[Saved data entries]
###

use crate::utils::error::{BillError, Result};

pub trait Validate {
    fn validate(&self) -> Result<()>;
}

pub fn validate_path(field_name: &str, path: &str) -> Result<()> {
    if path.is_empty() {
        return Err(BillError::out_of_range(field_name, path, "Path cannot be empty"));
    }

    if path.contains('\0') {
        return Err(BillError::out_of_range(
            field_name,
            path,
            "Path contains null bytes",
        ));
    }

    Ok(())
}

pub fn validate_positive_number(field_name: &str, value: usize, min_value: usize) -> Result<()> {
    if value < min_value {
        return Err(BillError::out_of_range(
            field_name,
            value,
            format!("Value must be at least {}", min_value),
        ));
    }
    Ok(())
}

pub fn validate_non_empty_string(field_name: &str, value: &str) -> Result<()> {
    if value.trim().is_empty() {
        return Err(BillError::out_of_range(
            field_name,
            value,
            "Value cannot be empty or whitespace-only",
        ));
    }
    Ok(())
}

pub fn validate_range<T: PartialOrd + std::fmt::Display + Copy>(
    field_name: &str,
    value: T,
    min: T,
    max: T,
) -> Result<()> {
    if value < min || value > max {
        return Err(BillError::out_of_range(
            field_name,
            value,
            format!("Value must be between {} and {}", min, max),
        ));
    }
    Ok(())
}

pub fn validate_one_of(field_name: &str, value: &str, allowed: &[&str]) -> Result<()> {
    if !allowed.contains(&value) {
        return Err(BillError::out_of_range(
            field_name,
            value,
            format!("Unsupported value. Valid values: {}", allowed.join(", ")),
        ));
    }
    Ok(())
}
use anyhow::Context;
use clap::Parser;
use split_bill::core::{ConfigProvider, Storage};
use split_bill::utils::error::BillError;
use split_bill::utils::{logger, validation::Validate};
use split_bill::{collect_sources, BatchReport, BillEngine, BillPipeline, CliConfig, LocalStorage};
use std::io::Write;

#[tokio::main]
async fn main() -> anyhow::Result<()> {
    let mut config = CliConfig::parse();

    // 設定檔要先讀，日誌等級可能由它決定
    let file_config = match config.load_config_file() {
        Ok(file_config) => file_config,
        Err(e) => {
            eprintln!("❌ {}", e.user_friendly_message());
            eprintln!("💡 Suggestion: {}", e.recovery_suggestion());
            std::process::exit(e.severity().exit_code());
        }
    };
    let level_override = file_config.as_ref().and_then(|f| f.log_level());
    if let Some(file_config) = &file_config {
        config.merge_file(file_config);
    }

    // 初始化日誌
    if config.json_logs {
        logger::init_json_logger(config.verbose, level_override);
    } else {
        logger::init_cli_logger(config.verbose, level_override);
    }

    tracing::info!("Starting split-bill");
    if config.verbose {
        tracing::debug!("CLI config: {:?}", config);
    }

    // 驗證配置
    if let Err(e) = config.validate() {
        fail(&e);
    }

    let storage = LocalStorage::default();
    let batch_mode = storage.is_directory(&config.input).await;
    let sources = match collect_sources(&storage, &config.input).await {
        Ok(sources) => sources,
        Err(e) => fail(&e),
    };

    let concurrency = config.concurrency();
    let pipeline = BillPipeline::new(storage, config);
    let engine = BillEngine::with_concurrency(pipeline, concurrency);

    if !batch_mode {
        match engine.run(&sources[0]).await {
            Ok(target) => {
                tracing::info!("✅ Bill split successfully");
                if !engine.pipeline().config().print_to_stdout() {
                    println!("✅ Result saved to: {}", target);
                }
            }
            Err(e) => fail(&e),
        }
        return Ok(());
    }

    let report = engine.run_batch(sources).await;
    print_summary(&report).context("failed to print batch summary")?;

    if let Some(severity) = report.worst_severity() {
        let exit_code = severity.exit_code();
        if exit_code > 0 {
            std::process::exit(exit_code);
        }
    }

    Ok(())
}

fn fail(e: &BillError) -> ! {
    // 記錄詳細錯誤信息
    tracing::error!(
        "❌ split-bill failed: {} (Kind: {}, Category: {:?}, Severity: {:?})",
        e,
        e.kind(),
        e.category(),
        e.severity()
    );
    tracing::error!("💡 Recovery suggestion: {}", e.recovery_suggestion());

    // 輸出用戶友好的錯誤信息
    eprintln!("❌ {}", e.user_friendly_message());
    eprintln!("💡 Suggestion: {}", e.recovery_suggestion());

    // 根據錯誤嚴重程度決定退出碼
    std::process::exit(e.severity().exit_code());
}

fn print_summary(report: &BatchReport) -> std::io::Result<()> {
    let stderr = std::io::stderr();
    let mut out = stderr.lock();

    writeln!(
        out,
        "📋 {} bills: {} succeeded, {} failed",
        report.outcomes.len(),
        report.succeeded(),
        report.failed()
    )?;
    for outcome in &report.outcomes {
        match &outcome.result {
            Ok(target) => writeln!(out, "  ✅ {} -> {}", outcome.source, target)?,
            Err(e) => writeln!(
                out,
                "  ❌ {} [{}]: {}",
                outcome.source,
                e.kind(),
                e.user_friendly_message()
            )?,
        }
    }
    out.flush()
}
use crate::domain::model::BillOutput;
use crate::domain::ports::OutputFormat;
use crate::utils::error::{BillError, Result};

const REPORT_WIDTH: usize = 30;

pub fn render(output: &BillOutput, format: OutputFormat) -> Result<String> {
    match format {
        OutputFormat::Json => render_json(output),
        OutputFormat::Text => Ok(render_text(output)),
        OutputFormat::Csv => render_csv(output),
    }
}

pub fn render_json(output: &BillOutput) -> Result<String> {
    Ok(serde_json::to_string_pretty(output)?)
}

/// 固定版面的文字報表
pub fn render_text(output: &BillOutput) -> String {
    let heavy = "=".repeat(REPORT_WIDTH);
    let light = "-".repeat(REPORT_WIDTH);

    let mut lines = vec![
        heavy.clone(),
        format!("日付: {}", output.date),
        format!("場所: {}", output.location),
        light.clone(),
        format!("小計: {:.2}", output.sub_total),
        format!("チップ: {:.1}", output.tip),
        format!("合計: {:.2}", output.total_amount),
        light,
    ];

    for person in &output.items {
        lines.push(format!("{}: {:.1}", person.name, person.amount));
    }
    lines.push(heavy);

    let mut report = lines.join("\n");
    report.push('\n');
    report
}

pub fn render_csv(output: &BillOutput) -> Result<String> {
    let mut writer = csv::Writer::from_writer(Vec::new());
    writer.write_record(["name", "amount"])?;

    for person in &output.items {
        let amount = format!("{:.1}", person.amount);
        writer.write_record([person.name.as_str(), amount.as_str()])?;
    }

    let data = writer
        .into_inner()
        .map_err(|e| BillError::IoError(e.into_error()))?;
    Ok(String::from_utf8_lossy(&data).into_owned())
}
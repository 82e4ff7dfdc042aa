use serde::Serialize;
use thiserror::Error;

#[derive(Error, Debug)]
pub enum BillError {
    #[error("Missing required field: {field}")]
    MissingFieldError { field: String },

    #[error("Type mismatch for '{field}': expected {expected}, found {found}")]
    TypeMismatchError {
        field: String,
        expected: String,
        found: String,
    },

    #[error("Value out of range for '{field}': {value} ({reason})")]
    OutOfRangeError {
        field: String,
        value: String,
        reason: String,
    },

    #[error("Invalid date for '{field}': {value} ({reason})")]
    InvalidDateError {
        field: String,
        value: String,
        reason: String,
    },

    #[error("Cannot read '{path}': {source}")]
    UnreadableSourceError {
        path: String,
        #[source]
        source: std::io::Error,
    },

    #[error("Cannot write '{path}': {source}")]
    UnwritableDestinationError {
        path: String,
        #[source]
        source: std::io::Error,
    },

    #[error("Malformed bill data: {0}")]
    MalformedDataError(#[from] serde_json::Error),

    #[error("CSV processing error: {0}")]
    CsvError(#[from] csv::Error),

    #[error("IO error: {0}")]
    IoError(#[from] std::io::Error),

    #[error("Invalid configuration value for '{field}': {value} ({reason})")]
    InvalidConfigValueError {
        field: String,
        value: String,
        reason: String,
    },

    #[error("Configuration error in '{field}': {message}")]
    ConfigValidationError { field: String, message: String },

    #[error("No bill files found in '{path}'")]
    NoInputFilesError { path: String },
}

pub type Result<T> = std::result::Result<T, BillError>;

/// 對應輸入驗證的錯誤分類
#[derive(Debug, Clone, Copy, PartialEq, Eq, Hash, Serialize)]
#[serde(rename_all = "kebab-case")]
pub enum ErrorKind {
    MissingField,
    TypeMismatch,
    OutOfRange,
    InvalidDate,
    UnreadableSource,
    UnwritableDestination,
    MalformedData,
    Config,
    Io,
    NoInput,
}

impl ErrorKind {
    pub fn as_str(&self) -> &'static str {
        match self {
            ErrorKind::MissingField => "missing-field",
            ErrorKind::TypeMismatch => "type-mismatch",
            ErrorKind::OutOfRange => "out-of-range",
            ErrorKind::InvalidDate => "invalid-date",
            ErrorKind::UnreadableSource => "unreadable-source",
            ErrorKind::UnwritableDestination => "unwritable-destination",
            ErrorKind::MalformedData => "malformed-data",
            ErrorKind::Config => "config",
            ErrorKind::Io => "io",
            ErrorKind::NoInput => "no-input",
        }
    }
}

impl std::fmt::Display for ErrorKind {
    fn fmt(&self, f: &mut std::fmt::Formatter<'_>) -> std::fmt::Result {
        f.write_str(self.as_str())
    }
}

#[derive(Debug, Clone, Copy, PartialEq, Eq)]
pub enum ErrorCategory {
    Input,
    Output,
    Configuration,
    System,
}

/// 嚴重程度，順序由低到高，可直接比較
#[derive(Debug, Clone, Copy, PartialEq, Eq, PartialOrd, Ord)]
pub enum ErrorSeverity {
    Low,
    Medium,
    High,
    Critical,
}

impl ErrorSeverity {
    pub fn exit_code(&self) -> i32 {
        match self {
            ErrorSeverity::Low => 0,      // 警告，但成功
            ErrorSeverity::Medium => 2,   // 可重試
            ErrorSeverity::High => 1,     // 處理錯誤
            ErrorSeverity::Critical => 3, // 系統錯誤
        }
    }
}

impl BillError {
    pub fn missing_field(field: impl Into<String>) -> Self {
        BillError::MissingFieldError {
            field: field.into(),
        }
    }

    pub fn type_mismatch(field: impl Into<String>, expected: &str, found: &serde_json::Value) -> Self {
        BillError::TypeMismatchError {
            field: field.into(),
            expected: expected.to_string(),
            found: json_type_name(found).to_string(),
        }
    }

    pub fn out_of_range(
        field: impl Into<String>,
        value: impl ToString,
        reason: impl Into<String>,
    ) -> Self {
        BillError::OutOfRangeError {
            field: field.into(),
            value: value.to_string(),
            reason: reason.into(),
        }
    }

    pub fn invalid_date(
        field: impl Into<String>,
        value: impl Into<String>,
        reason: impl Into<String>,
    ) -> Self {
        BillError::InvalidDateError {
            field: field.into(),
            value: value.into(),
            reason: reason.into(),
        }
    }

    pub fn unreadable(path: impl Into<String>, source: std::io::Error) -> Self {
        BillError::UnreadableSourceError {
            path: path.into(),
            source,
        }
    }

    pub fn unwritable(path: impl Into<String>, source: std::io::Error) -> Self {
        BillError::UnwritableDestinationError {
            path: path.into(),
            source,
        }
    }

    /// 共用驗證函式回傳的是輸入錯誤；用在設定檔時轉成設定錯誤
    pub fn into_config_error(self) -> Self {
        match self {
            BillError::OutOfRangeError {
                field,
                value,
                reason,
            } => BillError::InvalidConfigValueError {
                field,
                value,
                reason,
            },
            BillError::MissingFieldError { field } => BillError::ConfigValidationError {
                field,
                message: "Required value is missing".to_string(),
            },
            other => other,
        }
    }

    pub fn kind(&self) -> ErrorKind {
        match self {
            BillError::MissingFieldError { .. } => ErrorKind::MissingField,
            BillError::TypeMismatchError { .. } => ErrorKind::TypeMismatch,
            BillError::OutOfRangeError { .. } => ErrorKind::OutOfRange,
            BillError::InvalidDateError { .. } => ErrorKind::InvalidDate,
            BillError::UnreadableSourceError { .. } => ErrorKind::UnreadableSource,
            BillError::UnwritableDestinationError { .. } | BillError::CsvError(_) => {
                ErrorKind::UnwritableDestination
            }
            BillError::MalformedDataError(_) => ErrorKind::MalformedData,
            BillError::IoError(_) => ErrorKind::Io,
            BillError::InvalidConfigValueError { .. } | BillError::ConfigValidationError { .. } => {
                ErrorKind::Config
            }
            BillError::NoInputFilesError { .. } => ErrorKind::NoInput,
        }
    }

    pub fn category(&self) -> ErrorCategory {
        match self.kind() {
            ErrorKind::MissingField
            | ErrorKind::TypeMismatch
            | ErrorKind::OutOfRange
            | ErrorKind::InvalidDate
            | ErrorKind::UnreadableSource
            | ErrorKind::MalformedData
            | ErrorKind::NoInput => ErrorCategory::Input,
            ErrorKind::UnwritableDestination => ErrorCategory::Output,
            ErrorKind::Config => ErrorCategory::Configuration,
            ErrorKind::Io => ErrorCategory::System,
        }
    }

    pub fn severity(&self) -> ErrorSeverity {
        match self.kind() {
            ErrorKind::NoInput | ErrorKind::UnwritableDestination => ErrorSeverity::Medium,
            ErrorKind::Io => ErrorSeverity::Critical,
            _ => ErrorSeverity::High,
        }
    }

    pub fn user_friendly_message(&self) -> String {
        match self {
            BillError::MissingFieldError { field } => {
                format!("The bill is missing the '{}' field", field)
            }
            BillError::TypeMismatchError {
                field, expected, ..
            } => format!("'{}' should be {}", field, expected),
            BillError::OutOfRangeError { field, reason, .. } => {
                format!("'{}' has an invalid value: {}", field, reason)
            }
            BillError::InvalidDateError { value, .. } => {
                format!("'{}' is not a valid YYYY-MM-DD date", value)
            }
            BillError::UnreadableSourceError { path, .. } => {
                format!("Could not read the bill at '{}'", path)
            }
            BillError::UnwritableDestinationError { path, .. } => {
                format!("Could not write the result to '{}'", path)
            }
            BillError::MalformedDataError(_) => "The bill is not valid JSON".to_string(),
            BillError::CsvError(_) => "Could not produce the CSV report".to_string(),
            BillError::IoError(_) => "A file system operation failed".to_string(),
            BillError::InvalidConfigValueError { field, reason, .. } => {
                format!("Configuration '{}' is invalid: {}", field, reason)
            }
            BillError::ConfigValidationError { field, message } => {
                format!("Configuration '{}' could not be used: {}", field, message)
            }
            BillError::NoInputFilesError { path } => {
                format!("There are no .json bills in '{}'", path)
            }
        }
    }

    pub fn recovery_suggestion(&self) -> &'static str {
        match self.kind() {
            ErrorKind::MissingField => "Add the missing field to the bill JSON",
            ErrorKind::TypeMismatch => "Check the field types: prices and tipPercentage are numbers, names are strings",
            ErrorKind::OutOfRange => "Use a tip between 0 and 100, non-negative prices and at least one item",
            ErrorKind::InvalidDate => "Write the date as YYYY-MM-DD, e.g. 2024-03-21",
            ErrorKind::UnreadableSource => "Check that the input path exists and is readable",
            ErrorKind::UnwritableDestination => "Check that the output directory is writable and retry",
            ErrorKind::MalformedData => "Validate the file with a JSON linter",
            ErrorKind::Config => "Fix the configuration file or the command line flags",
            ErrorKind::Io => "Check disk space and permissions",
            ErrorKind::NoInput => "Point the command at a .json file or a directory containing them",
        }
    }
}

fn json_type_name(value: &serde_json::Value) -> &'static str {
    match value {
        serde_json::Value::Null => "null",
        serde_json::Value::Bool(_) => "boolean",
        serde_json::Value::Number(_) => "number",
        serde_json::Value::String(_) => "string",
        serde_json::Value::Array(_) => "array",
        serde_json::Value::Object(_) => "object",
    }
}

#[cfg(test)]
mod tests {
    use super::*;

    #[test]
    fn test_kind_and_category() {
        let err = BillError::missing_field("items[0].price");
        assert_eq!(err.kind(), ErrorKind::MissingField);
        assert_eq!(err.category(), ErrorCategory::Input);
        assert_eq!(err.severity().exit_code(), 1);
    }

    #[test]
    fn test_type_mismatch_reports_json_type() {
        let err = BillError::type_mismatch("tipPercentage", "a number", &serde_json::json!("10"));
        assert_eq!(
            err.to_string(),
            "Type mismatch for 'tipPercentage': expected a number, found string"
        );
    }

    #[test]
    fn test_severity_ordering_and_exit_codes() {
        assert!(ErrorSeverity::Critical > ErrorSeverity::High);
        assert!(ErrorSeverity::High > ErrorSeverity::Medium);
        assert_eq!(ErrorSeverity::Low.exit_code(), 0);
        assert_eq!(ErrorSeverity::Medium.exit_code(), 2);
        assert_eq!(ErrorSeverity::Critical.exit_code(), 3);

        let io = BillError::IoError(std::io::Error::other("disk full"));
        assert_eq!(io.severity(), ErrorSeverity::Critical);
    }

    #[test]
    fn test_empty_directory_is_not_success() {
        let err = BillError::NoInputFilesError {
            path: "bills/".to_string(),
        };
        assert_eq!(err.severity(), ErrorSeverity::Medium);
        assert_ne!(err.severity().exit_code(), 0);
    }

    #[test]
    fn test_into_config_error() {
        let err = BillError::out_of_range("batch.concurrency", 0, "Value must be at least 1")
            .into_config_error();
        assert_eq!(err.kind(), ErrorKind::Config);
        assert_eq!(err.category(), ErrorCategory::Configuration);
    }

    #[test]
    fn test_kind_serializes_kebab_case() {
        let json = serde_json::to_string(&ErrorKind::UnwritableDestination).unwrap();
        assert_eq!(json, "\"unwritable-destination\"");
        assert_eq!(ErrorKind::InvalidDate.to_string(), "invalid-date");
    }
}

###

**WHAT YOU ARE ASKED TO DO**. Give back the records above exactly, limited to the lines between the one holding "the file with" and the one holding "assert_eq!(io.severity(), ErrorSeverity::Critical);", inclusive.

**RESPONSE BELOW**.
            ErrorKind::MalformedData => "Validate the file with a JSON linter",
            ErrorKind::Config => "Fix the configuration file or the command line flags",
            ErrorKind::Io => "Check disk space and permissions",
            ErrorKind::NoInput => "Point the command at a .json file or a directory containing them",
        }
    }
}

fn json_type_name(value: &serde_json::Value) -> &'static str {
    match value {
        serde_json::Value::Null => "null",
        serde_json::Value::Bool(_) => "boolean",
        serde_json::Value::Number(_) => "number",
        serde_json::Value::String(_) => "string",
        serde_json::Value::Array(_) => "array",
        serde_json::Value::Object(_) => "object",
    }
}

#[cfg(test)]
mod tests {
    use super::*;

    #[test]
    fn test_kind_and_category() {
        let err = BillError::missing_field("items[0].price");
        assert_eq!(err.kind(), ErrorKind::MissingField);
        assert_eq!(err.category(), ErrorCategory::Input);
        assert_eq!(err.severity().exit_code(), 1);
    }

    #[test]
    fn test_type_mismatch_reports_json_type() {
        let err = BillError::type_mismatch("tipPercentage", "a number", &serde_json::json!("10"));
        assert_eq!(
            err.to_string(),
            "Type mismatch for 'tipPercentage': expected a number, found string"
        );
    }

    #[test]
    fn test_severity_ordering_and_exit_codes() {
        assert!(ErrorSeverity::Critical > ErrorSeverity::High);
        assert!(ErrorSeverity::High > ErrorSeverity::Medium);
        assert_eq!(ErrorSeverity::Low.exit_code(), 0);
        assert_eq!(ErrorSeverity::Medium.exit_code(), 2);
        assert_eq!(ErrorSeverity::Critical.exit_code(), 3);

        let io = BillError::IoError(std::io::Error::other("disk full"));
        assert_eq!(io.severity(), ErrorSeverity::Critical);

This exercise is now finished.